What you should do:
Go through the data and copy each line where the string "fixed" appears.

Records from a data source
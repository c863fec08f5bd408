//! MySQL packet reading utilities.
//!
//! Every read is bounds-checked: a short buffer fails with
//! [`ProtocolErrorKind::Insufficient`] and the reader never looks past the end
//! of its slice.

use sqlbind_core::error::{ProtocolError, ProtocolErrorKind};
use sqlbind_core::{Error, Result};

/// A cursor over one packet payload.
#[derive(Debug, Clone)]
pub struct PacketReader<'a> {
    data: &'a [u8],
    pos: usize,
}

impl<'a> PacketReader<'a> {
    /// Create a new reader from a byte slice.
    pub fn new(data: &'a [u8]) -> Self {
        Self { data, pos: 0 }
    }

    /// Bytes consumed so far.
    pub fn position(&self) -> usize {
        self.pos
    }

    /// Get remaining bytes in the buffer.
    pub fn remaining(&self) -> usize {
        self.data.len().saturating_sub(self.pos)
    }

    /// Check if we've reached the end of the data.
    pub fn is_empty(&self) -> bool {
        self.pos >= self.data.len()
    }

    /// Peek at the next byte without advancing.
    pub fn peek(&self) -> Option<u8> {
        self.data.get(self.pos).copied()
    }

    /// Read a fixed number of bytes.
    pub fn read_bytes(&mut self, len: usize) -> Result<&'a [u8]> {
        let available = self.remaining();
        if available < len {
            return Err(ProtocolError::insufficient(len, available).into());
        }
        let bytes = &self.data[self.pos..self.pos + len];
        self.pos += len;
        Ok(bytes)
    }

    fn read_array<const N: usize>(&mut self) -> Result<[u8; N]> {
        let mut out = [0u8; N];
        out.copy_from_slice(self.read_bytes(N)?);
        Ok(out)
    }

    /// Read a single byte.
    pub fn read_u8(&mut self) -> Result<u8> {
        self.read_array::<1>().map(|[b]| b)
    }

    /// Read a u16 (little-endian).
    pub fn read_u16_le(&mut self) -> Result<u16> {
        self.read_array().map(u16::from_le_bytes)
    }

    /// Read a u32 (little-endian).
    pub fn read_u32_le(&mut self) -> Result<u32> {
        self.read_array().map(u32::from_le_bytes)
    }

    /// Read a u64 (little-endian).
    pub fn read_u64_le(&mut self) -> Result<u64> {
        self.read_array().map(u64::from_le_bytes)
    }

    /// Read a length-encoded integer.
    ///
    /// - 0x00-0xFA: 1-byte value
    /// - 0xFC: 2-byte value follows
    /// - 0xFD: 3-byte value follows (not supported)
    /// - 0xFE: 8-byte value follows
    /// - 0xFB, 0xFF: NULL and ERR markers, not integers
    pub fn read_lenenc_int(&mut self) -> Result<u64> {
        let first = self.read_u8()?;
        match first {
            0x00..=0xFA => Ok(u64::from(first)),
            0xFC => self.read_u16_le().map(u64::from),
            0xFD => Err(ProtocolError::new(
                ProtocolErrorKind::UnsupportedLength,
                "3-byte length-encoded integers are not supported",
            )
            .into()),
            0xFE => self.read_u64_le(),
            0xFB | 0xFF => Err(ProtocolError::new(
                ProtocolErrorKind::MalformedLength,
                format!("marker 0x{first:02X} is not a length-encoded integer"),
            )
            .into()),
        }
    }

    /// Read a length-encoded byte slice.
    pub fn read_lenenc_bytes(&mut self) -> Result<&'a [u8]> {
        let len = self.read_lenenc_int()?;
        let len = usize::try_from(len).map_err(|_| {
            Error::Protocol(ProtocolError::new(
                ProtocolErrorKind::MalformedLength,
                format!("length {len} does not fit in memory"),
            ))
        })?;
        self.read_bytes(len)
    }

    /// Read a length-encoded string.
    pub fn read_lenenc_string(&mut self) -> Result<String> {
        self.read_lenenc_bytes()
            .map(|bytes| String::from_utf8_lossy(bytes).into_owned())
    }

    /// Read a fixed-length string.
    pub fn read_string(&mut self, len: usize) -> Result<String> {
        let bytes = self.read_bytes(len)?;
        Ok(String::from_utf8_lossy(bytes).into_owned())
    }

    /// Read remaining data as a string.
    pub fn read_rest_string(&mut self) -> String {
        String::from_utf8_lossy(self.read_rest()).into_owned()
    }

    /// Read remaining bytes.
    pub fn read_rest(&mut self) -> &'a [u8] {
        let rest = &self.data[self.pos.min(self.data.len())..];
        self.pos = self.data.len();
        rest
    }

    /// Skip a number of bytes.
    pub fn skip(&mut self, n: usize) -> Result<()> {
        self.read_bytes(n).map(|_| ())
    }
}

/// Decode one length-encoded integer from the front of `buf`.
///
/// Returns the value and the number of bytes it occupied.
pub fn decode_lenenc_int(buf: &[u8]) -> Result<(u64, usize)> {
    let mut reader = PacketReader::new(buf);
    let value = reader.read_lenenc_int()?;
    Ok((value, reader.position()))
}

Solved exercise:
    /// Read a fixed number of bytes.
    /// Read a fixed-length string.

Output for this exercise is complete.